Such great beginnings as a youth,  suddenly became shattered by an experience  wholly unknown and mysterious as to  its  origin,  because about  the  time  he  reached  manhood,  a new  Marx,  profoundly  and passionately anti-religious began to emerge.  He writes in a poem about that time,  “I wish to avenge myself against the One who rules  above.” Why?  No  oneknows.  There is nothing in all his writings to give  us  the  faintest  clue.  It could not  have  been to  do  with deprivation,  because he belonged to a relatively well-off family,  and lacked  nothing of a material nature.  Listen to the words of a  short poem he wrote, entitled, INVOCATION OF ONE IN DESPAIR.

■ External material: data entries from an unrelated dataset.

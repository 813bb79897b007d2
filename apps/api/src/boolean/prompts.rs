// All LLM instruction fragments for the Boolean module.
// The composer stitches these together; nothing here is sent on its own.

/// Role statement that opens every instruction.
pub const ROLE: &str = "You are an HR sourcing assistant.";

/// Extraction rule when only a job description is available.
pub const EXTRACT_FROM_JD: &str =
    "1. Extract 4-6 key skill buckets directly from the JOB DESCRIPTION below.";

/// Extraction rule when the user has supplied priority context (hard filter).
pub const EXTRACT_FROM_CONTEXT: &str =
    "1. Extract 3-5 MUST-HAVE skill buckets strictly from USER CONTEXT. \
    DO NOT invent new buckets from the Job Description.";

/// Synonym rule shared by both modes.
pub const SYNONYMS: &str = "2. For each bucket, list 4-8 synonyms or phrases as they appear on real resumes \
    (module names, abbreviations, domain jargon).";

/// Boolean composition rule shared by both modes.
pub const BOOLEAN_RULE: &str = "3. Build a Boolean search string: OR within buckets, AND between buckets; \
    append NOT-filters.";

/// Response shape the backend is asked (not forced) to follow.
pub const OUTPUT_TEMPLATE: &str = "Return Markdown in exactly this template:\n\
    ### Buckets\n\
    * <Bucket-1> – [syn1, syn2, …]\n\
    * <Bucket-2> – …\n\
    ### Boolean\n\
    <boolean string>";

/// Label for the priority context block. Only present in refinement instructions.
pub const CONTEXT_LABEL: &str = "USER CONTEXT (strict):";

pub const NOT_FILTERS_LABEL: &str = "NOT filters:";

/// JD label when the JD is the bucket source.
pub const JD_LABEL: &str = "Job Description:";

/// JD label when the JD may only contribute synonyms.
pub const JD_SYNONYM_ONLY_LABEL: &str =
    "Job Description (use only for additional synonyms, do NOT create new buckets):";

/// Separates the rules from the raw JD text.
pub const JD_SEPARATOR: &str = "---";
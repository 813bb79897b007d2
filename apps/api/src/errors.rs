use axum::{
    http::StatusCode,
    response::{IntoResponse, Response},
    Json,
};
use serde_json::json;
use thiserror::Error;

use crate::llm_client::LlmError;

/// Application-level error type.
/// Implements `IntoResponse` so Axum handlers can return `Result<T, AppError>`.
#[derive(Debug, Error)]
pub enum AppError {
    /// Generation requested without a JD, or refinement without context.
    /// Raised before any backend call is made.
    #[error("Empty input: {0}")]
    EmptyInput(String),

    #[error("Validation error: {0}")]
    Validation(String),

    #[error("Not found: {0}")]
    NotFound(String),

    #[error("Backend error: {0}")]
    Backend(#[from] LlmError),

    #[error("Internal server error: {0}")]
    Internal(#[from] anyhow::Error),
}

impl AppError {
    fn status_and_code(&self) -> (StatusCode, &'static str) {
        match self {
            AppError::EmptyInput(_) => (StatusCode::BAD_REQUEST, "EMPTY_INPUT"),
            AppError::Validation(_) => (StatusCode::BAD_REQUEST, "VALIDATION_ERROR"),
            AppError::NotFound(_) => (StatusCode::NOT_FOUND, "NOT_FOUND"),
            AppError::Backend(_) => (StatusCode::BAD_GATEWAY, "BACKEND_ERROR"),
            AppError::Internal(_) => (StatusCode::INTERNAL_SERVER_ERROR, "INTERNAL_ERROR"),
        }
    }
}

impl IntoResponse for AppError {
    fn into_response(self) -> Response {
        let (status, code) = self.status_and_code();

        let message = match &self {
            AppError::EmptyInput(msg) | AppError::Validation(msg) | AppError::NotFound(msg) => {
                msg.clone()
            }
            // Backend failures are shown to the user verbatim so they can retry manually.
            AppError::Backend(e) => {
                tracing::error!("Backend error: {e}");
                e.to_string()
            }
            AppError::Internal(e) => {
                tracing::error!("Internal error: {e:?}");
                "An internal server error occurred".to_string()
            }
        };

        let body = Json(json!({
            "error": {
                "code": code,
                "message": message
            }
        }));

        (status, body).into_response()
    }
}
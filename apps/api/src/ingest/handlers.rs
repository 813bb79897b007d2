//! Axum route handler for JD file upload.

use axum::{extract::Multipart, Json};
use bytes::Bytes;
use serde::Serialize;
use tracing::{info, warn};

use crate::errors::AppError;
use crate::ingest::{extract, DocumentKind};

const FILE_FIELD: &str = "file";

#[derive(Debug, Serialize)]
pub struct ExtractResponse {
    pub file_name: String,
    pub kind: DocumentKind,
    pub jd_text: String,
    /// Set when extraction failed and `jd_text` is empty as a result.
    pub warning: Option<String>,
}

/// POST /api/v1/jd/extract
///
/// Accepts a multipart upload with a `file` field (TXT / PDF / DOCX) and returns its
/// plain text. A document that cannot be read comes back with empty `jd_text` and a
/// `warning` instead of an error, so the user can paste the JD by hand.
pub async fn handle_extract(mut multipart: Multipart) -> Result<Json<ExtractResponse>, AppError> {
    while let Some(field) = multipart
        .next_field()
        .await
        .map_err(|e| AppError::Validation(format!("Invalid multipart body: {e}")))?
    {
        if field.name() != Some(FILE_FIELD) {
            continue;
        }

        let file_name = field.file_name().unwrap_or("upload.txt").to_string();
        let bytes = field
            .bytes()
            .await
            .map_err(|e| AppError::Validation(format!("Could not read upload: {e}")))?;

        return Ok(Json(extract_upload(file_name, bytes).await?));
    }

    Err(AppError::Validation(format!(
        "Multipart field '{FILE_FIELD}' is required"
    )))
}

pub async fn extract_upload(file_name: String, bytes: Bytes) -> Result<ExtractResponse, AppError> {
    let kind = DocumentKind::from_file_name(&file_name);

    let result = if kind.is_container() {
        let name = file_name.clone();
        tokio::task::spawn_blocking(move || extract(&name, &bytes))
            .await
            .map_err(|e| AppError::Internal(anyhow::anyhow!("Extraction task failed: {e}")))?
    } else {
        extract(&file_name, &bytes)
    };

    let (jd_text, warning) = match result {
        Ok(text) => {
            info!("Extracted {} chars from {:?} upload", text.len(), kind);
            (text, None)
        }
        Err(e) => {
            warn!("Extraction failed for '{file_name}', returning empty JD: {e}");
            (String::new(), Some(e.to_string()))
        }
    };

    Ok(ExtractResponse {
        file_name,
        kind,
        jd_text,
        warning,
    })
}
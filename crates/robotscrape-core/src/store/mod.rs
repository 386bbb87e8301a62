//! Tabular store: connection pool, embedded migrations, and one submodule
//! of prepared-statement queries per entity.

pub mod api_keys;
pub mod cache;
pub mod idempotency;
pub mod jobs;
pub mod logs;
pub mod queue;
pub mod rate_limit;
pub mod schedules;
pub mod webhooks;

use sqlx::sqlite::{SqlitePoolOptions, SqliteConnectOptions};
use sqlx::SqlitePool;
use std::str::FromStr;

use crate::error::Result;

/// Handle to the tabular store. Cheap to clone (wraps a connection pool).
#[derive(Clone)]
pub struct Store {
    pool: SqlitePool,
}

impl Store {
    /// Connect to the store at `url` (an sqlx connection string, e.g.
    /// `sqlite://robotscrape.db`), creating the database file if missing.
    pub async fn connect(url: &str) -> Result<Self> {
        let opts = SqliteConnectOptions::from_str(url)?.create_if_missing(true);
        let pool = SqlitePoolOptions::new()
            .max_connections(10)
            .connect_with(opts)
            .await?;
        Ok(Self { pool })
    }

    /// Apply pending embedded migrations.
    pub async fn migrate(&self) -> Result<()> {
        sqlx::migrate!("./migrations").run(&self.pool).await?;
        Ok(())
    }

    /// Build a store around an already-open pool (used by tests).
    pub fn from_pool(pool: SqlitePool) -> Self {
        Self { pool }
    }

    pub(crate) fn pool(&self) -> &SqlitePool {
        &self.pool
    }
}

#[cfg(test)]
pub(crate) async fn test_store() -> Store {
    let store = Store::connect("sqlite::memory:").await.unwrap();
    store.migrate().await.unwrap();
    store
}
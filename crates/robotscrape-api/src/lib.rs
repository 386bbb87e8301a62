//! robotscrape-api: the HTTP surface for robotscrape, an AI-assisted
//! web-extraction service. Wraps a `robotscrape_core::RobotScrape` facade
//! with request-id tracking, per-identifier rate limiting, CORS, security
//! headers, and graceful shutdown.

mod handlers;
pub mod error;
pub mod middleware;
mod validation;

use axum::{
    Router,
    http::{HeaderValue, header},
    middleware::from_fn_with_state,
    routing::{get, patch, post},
};
use middleware::request_context;
use robotscrape_core::{RobotScrape, RobotScrapeConfig};
use std::net::IpAddr;
use std::net::SocketAddr;
use std::sync::Arc;
use tower_governor::GovernorError;
use tower_governor::GovernorLayer;
use tower_governor::governor::GovernorConfigBuilder;
use tower_governor::key_extractor::{KeyExtractor, PeerIpKeyExtractor, SmartIpKeyExtractor};
use tower_http::cors::CorsLayer;
use tower_http::set_header::SetResponseHeaderLayer;
use tower_http::trace::TraceLayer;

/// Coarse IP-bucket rate limiter key extractor, applied ahead of the
/// identifier-aware limiter in [`middleware::request_context`] as a second
/// line of defense against connection floods.
///
/// When `behind_proxy` is true, extracts the client IP from X-Forwarded-For
/// or X-Real-IP. When false (default), uses the TCP peer address directly.
#[derive(Debug, Clone, Copy)]
struct RobotScrapeKeyExtractor {
    behind_proxy: bool,
}

impl KeyExtractor for RobotScrapeKeyExtractor {
    type Key = IpAddr;

    fn extract<T>(&self, req: &axum::http::Request<T>) -> Result<Self::Key, GovernorError> {
        if self.behind_proxy {
            SmartIpKeyExtractor.extract(req)
        } else {
            PeerIpKeyExtractor.extract(req)
        }
    }
}

/// Application state shared across handlers.
pub struct AppState {
    pub robot: RobotScrape,
}

/// Build the Axum router with all routes.
///
/// Note: the governor rate-limit layer is applied separately in `serve()`
/// because it requires real TCP connection info (peer IP) which isn't
/// available in `oneshot` tests.
pub fn build_router(state: Arc<AppState>) -> Router {
    let cors = build_cors_layer(state.robot.config());

    Router::new()
        .route("/health", get(handlers::health))
        .route("/openapi.json", get(handlers::openapi))
        .route("/extract", post(handlers::extract))
        .route("/batch", post(handlers::batch))
        .route("/jobs", get(handlers::list_jobs))
        .route("/jobs/{id}", get(handlers::get_job))
        .route("/jobs/{id}/result", get(handlers::get_job_result))
        .route("/schedules", get(handlers::list_schedules).post(handlers::create_schedule))
        .route(
            "/schedules/{id}",
            patch(handlers::update_schedule).delete(handlers::delete_schedule),
        )
        .route("/usage", get(handlers::usage))
        .route("/usage/export", get(handlers::usage_export))
        .route("/webhook/test", post(handlers::webhook_test))
        // Request-scoped middleware: assigns request id, resolves auth, enforces rate limit.
        .layer(from_fn_with_state(state.clone(), request_context))
        .with_state(state)
        .layer(cors)
        .layer(SetResponseHeaderLayer::overriding(
            header::X_CONTENT_TYPE_OPTIONS,
            HeaderValue::from_static("nosniff"),
        ))
        .layer(SetResponseHeaderLayer::overriding(
            header::X_FRAME_OPTIONS,
            HeaderValue::from_static("DENY"),
        ))
        .layer(SetResponseHeaderLayer::overriding(
            header::CONTENT_SECURITY_POLICY,
            HeaderValue::from_static("default-src 'none'"),
        ))
        .layer(
            TraceLayer::new_for_http().make_span_with(
                tower_http::trace::DefaultMakeSpan::new()
                    .level(tracing::Level::INFO)
                    .include_headers(false),
            ),
        )
}

/// Build CORS layer from config.
///
/// Defaults to denying all cross-origin requests if `cors_origins` is not
/// configured. Set `cors_origins = ["*"]` to allow all origins, or specify
/// explicit origins.
fn build_cors_layer(config: &RobotScrapeConfig) -> CorsLayer {
    let origins = config.server.as_ref().map(|s| &s.cors_origins).filter(|o| !o.is_empty());

    match origins {
        Some(origins) if origins.iter().any(|o| o == "*") => CorsLayer::permissive(),
        Some(origins) => {
            let origins: Vec<_> = origins.iter().filter_map(|o| o.parse().ok()).collect();
            CorsLayer::new().allow_origin(origins)
        }
        // Default: deny all cross-origin requests (secure by default)
        None => CorsLayer::new(),
    }
}

/// Run the API server with graceful shutdown support.
///
/// The server drains in-flight connections when receiving SIGINT (Ctrl+C)
/// or SIGTERM (container stop / Kubernetes terminate).
pub async fn serve(robot: RobotScrape) -> anyhow::Result<()> {
    let server_config = robot.config().server.clone().unwrap_or_default();
    let state = Arc::new(AppState { robot });

    // Rate limiting: 50 burst capacity, replenish 10/second per IP.
    // Applied here (not in build_router) because it requires real TCP peer IP.
    let key_extractor = RobotScrapeKeyExtractor {
        behind_proxy: server_config.behind_proxy,
    };
    if server_config.behind_proxy {
        tracing::info!("rate limiter using proxy headers (X-Forwarded-For/X-Real-IP) for client IP");
    }
    let governor_conf = GovernorConfigBuilder::default()
        .key_extractor(key_extractor)
        .per_second(10)
        .burst_size(50)
        .finish()
        .unwrap();
    let governor_layer = GovernorLayer::new(governor_conf);

    let app = build_router(state).layer(governor_layer);

    let addr: SocketAddr = format!("{}:{}", server_config.host, server_config.port).parse()?;

    tracing::info!("starting server on {}", addr);

    let listener = tokio::net::TcpListener::bind(addr).await?;
    axum::serve(listener, app.into_make_service_with_connect_info::<SocketAddr>())
        .with_graceful_shutdown(shutdown_signal())
        .await?;

    Ok(())
}

/// Wait for a shutdown signal (SIGINT or SIGTERM).
async fn shutdown_signal() {
    let ctrl_c = async {
        tokio::signal::ctrl_c().await.expect("failed to install Ctrl+C handler");
    };

    #[cfg(unix)]
    let terminate = async {
        tokio::signal::unix::signal(tokio::signal::unix::SignalKind::terminate())
            .expect("failed to install SIGTERM handler")
            .recv()
            .await;
    };

    #[cfg(not(unix))]
    let terminate = std::future::pending::<()>();

    tokio::select! {
        _ = ctrl_c => {},
        _ = terminate => {},
    }

    tracing::info!("shutdown signal received, draining connections...");
}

So a god has snatched from me my all
In the curse and rack of destiny.
All his worlds are gone beyond recall!
Nothing but revenge is left to me!

Whatever  caused  this  great  reversal  must  have  been  a  most traumatic event. He goes on in the poem a bit later –

I shall build my throne high overhead,
Cold, tremendous shall its summit be.
For its bulwark – superstitious dread.
For its Marshall – blackest agony.

These  lines  remind  one of Lucifer’s boast “I will  ascend  into heaven, I will exalt my throne above the stars of God.” (Isa.14:13)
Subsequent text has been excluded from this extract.